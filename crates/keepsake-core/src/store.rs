//! RecordStore trait definition.
//!
//! Whole-document load/save for every persisted record type. Loads recover
//! from missing or corrupt documents by returning defaults (implementations
//! log the recovery); only real I/O failures surface as errors. Saves are
//! whole-document, last writer wins.
//!
//! Implementations live in keepsake-infra (e.g., `JsonFileStore`). Uses
//! native async fn in traits (RPITIT, Rust 2024 edition).

use keepsake_types::chat::ChatEntry;
use keepsake_types::error::StoreError;
use keepsake_types::memory::MemoryDocument;
use keepsake_types::profile::{FamilyMember, Note, Profile, Routine};

/// Store trait for the persisted JSON documents.
pub trait RecordStore: Send + Sync {
    fn load_memory_document(
        &self,
    ) -> impl std::future::Future<Output = Result<MemoryDocument, StoreError>> + Send;

    fn save_memory_document(
        &self,
        document: &MemoryDocument,
    ) -> impl std::future::Future<Output = Result<(), StoreError>> + Send;

    fn load_profile(
        &self,
    ) -> impl std::future::Future<Output = Result<Profile, StoreError>> + Send;

    fn save_profile(
        &self,
        profile: &Profile,
    ) -> impl std::future::Future<Output = Result<(), StoreError>> + Send;

    fn load_routines(
        &self,
    ) -> impl std::future::Future<Output = Result<Vec<Routine>, StoreError>> + Send;

    fn save_routines(
        &self,
        routines: &[Routine],
    ) -> impl std::future::Future<Output = Result<(), StoreError>> + Send;

    fn load_family(
        &self,
    ) -> impl std::future::Future<Output = Result<Vec<FamilyMember>, StoreError>> + Send;

    fn save_family(
        &self,
        family: &[FamilyMember],
    ) -> impl std::future::Future<Output = Result<(), StoreError>> + Send;

    fn load_chat_log(
        &self,
    ) -> impl std::future::Future<Output = Result<Vec<ChatEntry>, StoreError>> + Send;

    fn save_chat_log(
        &self,
        entries: &[ChatEntry],
    ) -> impl std::future::Future<Output = Result<(), StoreError>> + Send;

    fn load_notes(
        &self,
    ) -> impl std::future::Future<Output = Result<Vec<Note>, StoreError>> + Send;

    fn save_notes(
        &self,
        notes: &[Note],
    ) -> impl std::future::Future<Output = Result<(), StoreError>> + Send;
}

_ _ _

Taking each line of the material above in turn, count those containing the string "persisted". State the number alone.

PROBLEM SOLUTION:
2